Tribe by Sebastian Junger
I have been and continue to be an unabashed Sebastian Junger fan. His continual production of high-quality journalism is astounding. Moreover, the clarity of thought in his writing I find to be a welcome salve to the din and bluster of the current media environment. He is a high signal, low noise writer whose voice and vision inform as a reader and inspire as a journalist.
As a photojournalist, I first came to Sebastian's work through his now-legendary partnership with the late British photographer Tim Hetherington. Their best-known collaboration was the 2010 Oscar-nominated documentary, "Restrepo." Junger has written consistently over the years for Vanity Fair among many other publications; it was in his long articles on war, conflict, corruption, and the like that I first began taking in his work whenever I happened to come across it. While perhaps most widely known for his 1997 book "The Perfect Storm" that became the 2000 movie of the same name, it was reading "Tribe" (2016) in a windowless room in Hong Kong when I went all-in for Sebastian Junger.
"Tribe" is a powerful and moving examination of the human draw to small intimate groups and how modern society has atomized us from one another in powerful and deeply hurtful ways. Yet, at the same time, society still offers up all the benefits of being part of a tribe in limited and specific ways. One prominent example: is when sending citizens off to war. In war, soldiers who have faced combat experience firsthand one of the great paradoxes of modern human life: As violence and trauma foster the closeness of tribal intimacy; they are then, upon returning home, torn from that intimacy and closeness and thrown back into a kind of surreal isolation amongst loved ones who cannot conceive of the visceral and profound experiences of violence and fear, but also of closeness and belonging felt by these soldiers. A member of their tribe. They have gone from a community where they belong and are helpful in a society where their sense of belonging and usefulness become diluted, if not outright undermined.
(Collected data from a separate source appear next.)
//! Partial, egocentric observations.
//!
//! The agent sees a 7×7 window of `(object, color, state)` triples in the
//! MiniGrid encoding. The window is not centered on the agent: its center is
//! pushed [`HALF_VIEW`] cells forward along the facing direction, so the agent
//! sees mostly what is ahead of it. The window is not rotated with the agent;
//! rows run along world `y` and columns along world `x`.

#[cfg(feature = "serde")]
use serde::{Deserialize, Serialize};

use crate::env::Direction;
use crate::grid::{CellKind, Grid};
use crate::visibility::{is_visible, Visibility};

pub const VIEW_SIZE: usize = 7;
pub const HALF_VIEW: i32 = (VIEW_SIZE / 2) as i32;

/// Channels per observed cell: object, color, state.
pub const CHANNELS: usize = 3;

/// Length of a flattened observation.
pub const OBS_LEN: usize = VIEW_SIZE * VIEW_SIZE * CHANNELS;

/// Object codes. Only `Unseen`, `Empty`, `Wall`, `Goal` and `Agent` are ever
/// produced; the rest keep their slots in the shared encoding.
#[derive(Debug, Clone, Copy, PartialEq, Eq, Hash)]
#[cfg_attr(feature = "serde", derive(Serialize, Deserialize))]
#[repr(u8)]
pub enum ObjectKind {
    Unseen = 0,
    Empty = 1,
    Wall = 2,
    Floor = 3,
    Door = 4,
    Key = 5,
    Ball = 6,
    Box = 7,
    Goal = 8,
    Lava = 9,
    Agent = 10,
}

impl ObjectKind {
    /// Largest raw object code; the upper bound of the observation space.
    pub const MAX_CODE: u8 = ObjectKind::Agent as u8;
}

#[derive(Debug, Clone, Copy, PartialEq, Eq, Hash)]
#[cfg_attr(feature = "serde", derive(Serialize, Deserialize))]
#[repr(u8)]
pub enum ColorKind {
    Black = 0,
    Green = 1,
    Blue = 2,
    Purple = 3,
    Yellow = 4,
    Grey = 5,
}

#[derive(Debug, Clone, Copy, PartialEq, Eq, Hash)]
#[cfg_attr(feature = "serde", derive(Serialize, Deserialize))]
pub struct ObsCell {
    pub object: ObjectKind,
    pub color: ColorKind,
    /// Reserved for stateful objects (doors); always 0 here.
    pub state: u8,
}

impl ObsCell {
    pub const UNSEEN: ObsCell = ObsCell::new(ObjectKind::Unseen, ColorKind::Black);
    pub const OUT_OF_BOUNDS: ObsCell = ObsCell::new(ObjectKind::Wall, ColorKind::Grey);

    pub const fn new(object: ObjectKind, color: ColorKind) -> Self {
        Self {
            object,
            color,
            state: 0,
        }
    }

    pub fn from_cell(cell: CellKind) -> Self {
        match cell {
            CellKind::Empty => ObsCell::new(ObjectKind::Empty, ColorKind::Black),
            CellKind::Wall => ObsCell::new(ObjectKind::Wall, ColorKind::Grey),
            CellKind::Agent => ObsCell::new(ObjectKind::Agent, ColorKind::Blue),
            CellKind::Goal => ObsCell::new(ObjectKind::Goal, ColorKind::Green),
        }
    }

    pub fn to_bytes(self) -> [u8; CHANNELS] {
        [self.object as u8, self.color as u8, self.state]
    }
}

/// A 7×7 egocentric view, indexed `[row][col]`.
#[derive(Debug, Clone, Copy, PartialEq, Eq)]
pub struct Observation {
    pub cells: [[ObsCell; VIEW_SIZE]; VIEW_SIZE],
}

impl Default for Observation {
    fn default() -> Self {
        Self {
            cells: [[ObsCell::UNSEEN; VIEW_SIZE]; VIEW_SIZE],
        }
    }
}

impl Observation {
    pub fn get(&self, row: usize, col: usize) -> Option<ObsCell> {
        self.cells.get(row).and_then(|r| r.get(col)).copied()
    }

    /// Flattened `(row * 7 + col) * 3 + channel` byte layout.
    pub fn to_bytes(&self) -> [u8; OBS_LEN] {
        let mut out = [0u8; OBS_LEN];
        self.write_into(&mut out);
        out
    }

    /// Writes the flattened layout into the first [`OBS_LEN`] bytes of `out`.
    ///
    /// Panics if `out` is shorter than [`OBS_LEN`].
    pub fn write_into(&self, out: &mut [u8]) {
        let out = &mut out[..OBS_LEN];
        for (chunk, cell) in out
            .chunks_exact_mut(CHANNELS)
            .zip(self.cells.iter().flatten())
        {
            chunk.copy_from_slice(&cell.to_bytes());
        }
    }
}

/// Center of the view window for an agent at `agent` facing `dir`.
pub fn view_center(agent: (i32, i32), dir: Direction) -> (i32, i32) {
    let (dx, dy) = dir.delta();
    (agent.0 + dx * HALF_VIEW, agent.1 + dy * HALF_VIEW)
}

/// World coordinate of window cell `(row, col)`.
pub fn window_to_world(agent: (i32, i32), dir: Direction, row: usize, col: usize) -> (i32, i32) {
    let (cx, cy) = view_center(agent, dir);
    (cx - HALF_VIEW + col as i32, cy - HALF_VIEW + row as i32)
}

/// Renders the agent's view of `map`.
///
/// Per cell, in order: off the map reads as a grey wall, a cell hidden from
/// the agent reads as unseen, anything else copies the map contents.
pub fn encode(
    map: &Grid<CellKind>,
    agent: (i32, i32),
    dir: Direction,
    visibility: Visibility,
) -> Observation {
    let mut obs = Observation::default();
    for (row, cells) in obs.cells.iter_mut().enumerate() {
        for (col, out) in cells.iter_mut().enumerate() {
            let (wx, wy) = window_to_world(agent, dir, row, col);
            *out = match map.get(wx, wy) {
                None => ObsCell::OUT_OF_BOUNDS,
                Some(_) if !is_visible(map, agent, (wx, wy), visibility) => ObsCell::UNSEEN,
                Some(cell) => ObsCell::from_cell(cell),
            };
        }
    }
    obs
}
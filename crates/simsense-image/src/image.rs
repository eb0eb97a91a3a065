use crate::error::ImageError;

/// Image size in pixels
///
/// A struct to represent the size of an image in pixels.
///
/// # Examples
///
/// ```
/// use simsense_image::ImageSize;
///
/// let image_size = ImageSize {
///   width: 10,
///   height: 20,
/// };
///
/// assert_eq!(image_size.width, 10);
/// assert_eq!(image_size.height, 20);
/// ```
#[derive(Clone, Copy, Debug, PartialEq, Eq)]
pub struct ImageSize {
    /// Width of the image in pixels
    pub width: usize,
    /// Height of the image in pixels
    pub height: usize,
}

impl std::fmt::Display for ImageSize {
    fn fmt(&self, f: &mut std::fmt::Formatter) -> std::fmt::Result {
        write!(
            f,
            "ImageSize {{ width: {}, height: {} }}",
            self.width, self.height
        )
    }
}

impl From<[usize; 2]> for ImageSize {
    fn from(size: [usize; 2]) -> Self {
        ImageSize {
            width: size[0],
            height: size[1],
        }
    }
}

/// Represents an image with pixel data.
///
/// The image is stored as a contiguous row-major buffer with shape
/// (H, W, C), where H is the height, W the width and C the number of
/// channels fixed at compile time.
#[derive(Clone, Debug, PartialEq)]
pub struct Image<T, const CHANNELS: usize> {
    size: ImageSize,
    data: Vec<T>,
}

/// A single-channel depth image holding the per-pixel ray length in meters.
pub type DepthImage = Image<f32, 1>;

/// A three-channel color image with channel order R, G, B.
pub type ColorImage = Image<u8, 3>;

impl<T, const CHANNELS: usize> Image<T, CHANNELS> {
    /// Create a new image from pixel data.
    ///
    /// # Arguments
    ///
    /// * `size` - The size of the image in pixels.
    /// * `data` - The pixel data of the image.
    ///
    /// # Errors
    ///
    /// If the length of the pixel data does not match the image size, an error is returned.
    ///
    /// # Examples
    ///
    /// ```
    /// use simsense_image::{Image, ImageSize};
    ///
    /// let image = Image::<u8, 3>::new(
    ///    ImageSize {
    ///       width: 10,
    ///       height: 20,
    ///    },
    ///    vec![0u8; 10 * 20 * 3],
    /// ).unwrap();
    ///
    /// assert_eq!(image.size().width, 10);
    /// assert_eq!(image.size().height, 20);
    /// assert_eq!(image.num_channels(), 3);
    /// ```
    pub fn new(size: ImageSize, data: Vec<T>) -> Result<Self, ImageError> {
        // check if the data length matches the image size
        if data.len() != size.width * size.height * CHANNELS {
            return Err(ImageError::InvalidChannelShape(
                data.len(),
                size.width * size.height * CHANNELS,
            ));
        }

        Ok(Self { size, data })
    }

    /// Create a new image with the given size and default pixel data.
    ///
    /// # Arguments
    ///
    /// * `size` - The size of the image in pixels.
    /// * `val` - The value to fill the pixel data with.
    pub fn from_size_val(size: ImageSize, val: T) -> Result<Self, ImageError>
    where
        T: Clone,
    {
        let data = vec![val; size.width * size.height * CHANNELS];
        Image::new(size, data)
    }

    /// Get the size of the image in pixels.
    pub fn size(&self) -> ImageSize {
        self.size
    }

    /// Get the number of columns of the image.
    pub fn cols(&self) -> usize {
        self.size.width
    }

    /// Get the number of rows of the image.
    pub fn rows(&self) -> usize {
        self.size.height
    }

    /// Get the width of the image in pixels.
    pub fn width(&self) -> usize {
        self.size.width
    }

    /// Get the height of the image in pixels.
    pub fn height(&self) -> usize {
        self.size.height
    }

    /// Get the number of channels in the image.
    pub fn num_channels(&self) -> usize {
        CHANNELS
    }

    /// Get the pixel data as a flat row-major slice.
    pub fn as_slice(&self) -> &[T] {
        &self.data
    }

    /// Get the pixel data as a mutable flat row-major slice.
    pub fn as_slice_mut(&mut self) -> &mut [T] {
        &mut self.data
    }

    /// Consume the image and return the underlying pixel buffer.
    pub fn into_vec(self) -> Vec<T> {
        self.data
    }

    /// Get the pixel value at the given coordinates.
    ///
    /// # Arguments
    ///
    /// * `row` - The row of the pixel.
    /// * `col` - The column of the pixel.
    /// * `ch` - The channel index of the pixel.
    ///
    /// # Errors
    ///
    /// If the coordinates are out of bounds, an error is returned.
    pub fn get(&self, row: usize, col: usize, ch: usize) -> Result<&T, ImageError> {
        if row >= self.rows() || col >= self.cols() || ch >= CHANNELS {
            return Err(ImageError::PixelIndexOutOfBounds(
                row,
                col,
                self.rows(),
                self.cols(),
            ));
        }

        Ok(&self.data[(row * self.cols() + col) * CHANNELS + ch])
    }
}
"I thought about that man for the rest of my trip. I thought about him for the rest of my life. He'd been generous, yes, but lots of people are generous; what made him different was the fact that he'd taken responsibility for me. He'd spotted me from town and walked half a mile out a highway to make sure I was okay. Robert Frost famously wrote that home is the place where, when you have to go there, they have to take you in. The word "tribe" is far harder to define, but a start might be the people you feel compelled to share the last of your food with. For reasons I'll never know, the man in Gillette decided to treat me like a member of his tribe."
I can only speculate on this, but I suspect that Heatherington and Junger had conversations around this topic over many years. 'War,' Hetherington once said, 'is the only place where young men can openly show affection for one another without it being misinterpreted as something sexual." I came across that quote from Tim years before I read "Tribe," and I've never forgotten it. My instinct is that the genesis of "Tribe" lives somewhere in how Sebastian and Tim tried to make sense of their myriad experiences of war and conflict. And struggling to understand the perpetual draw war seems to have on human beings and its lasting effects on the combatants and society as a whole.
"This book is about why that sentiment is such a rare and precious thing in modern society, and how the lack of it has affected us all. It's about what we can learn from tribal societies about loyalty and belonging and the eternal human quest for meaning. It's about why — for many people — war feels better than peace and hardship can turn out to be a great blessing and disasters are sometimes remembered more fondly than weddings or tropical vacations. Humans don't mind hardship, in fact they thrive on it; what they mind is not feeling necessary. Modern society has perfected the art of making people not feel necessary. It's time for that to end."
As the son of a Vietnam veteran, and now in my current life as a photojournalist, I gained a career, such as it is, and status by putting myself into dangerous situations. "Tribe" drove me to some introspection on my conception of myself as a journalist, a man, and a human being. I exist simultaneously as a part of many intimate tribes and yet still find ways to spend large swaths of time alone and disconnected while occasionally brutalizing my heart and mind through the exposure to violence and the helpless witnessing of the suffering of other humans. In particular, Junger's writing in "Tribe" about the current (to 2016) thinking on PTSD and its peculiar effects on people who have either never experienced trauma or on those who have experienced it repeatedly throughout their lives gave me pause. I began to see trauma as not something experienced individually but as something that started before I was born and has rippled through my family among many families for decades. It's not exactly revolutionary, but it is worth noting that there is something profoundly sick and isolating about modern life. Americans can trace a lot of societal ills back to people responding to or acting out against the isolating brutality of what we call civilization.
"...human beings need three basic things in order to be content: they need to feel competent at what they do; they need to feel authentic in their lives; and they need to feel connected to others. These values are considered "intrinsic" to human happiness and far outweigh "extrinsic" values such as beauty, money and status."
I've read "Tribe" twice since that first night I spent with it in Hong Kong, many years ago now. This fantastic book has taken on an even greater power when read in the pandemic times we find ourselves. I cannot imagine any human being reading this book and not being affected by it. It's a powerful and lasting work by a brilliant writer and thinker.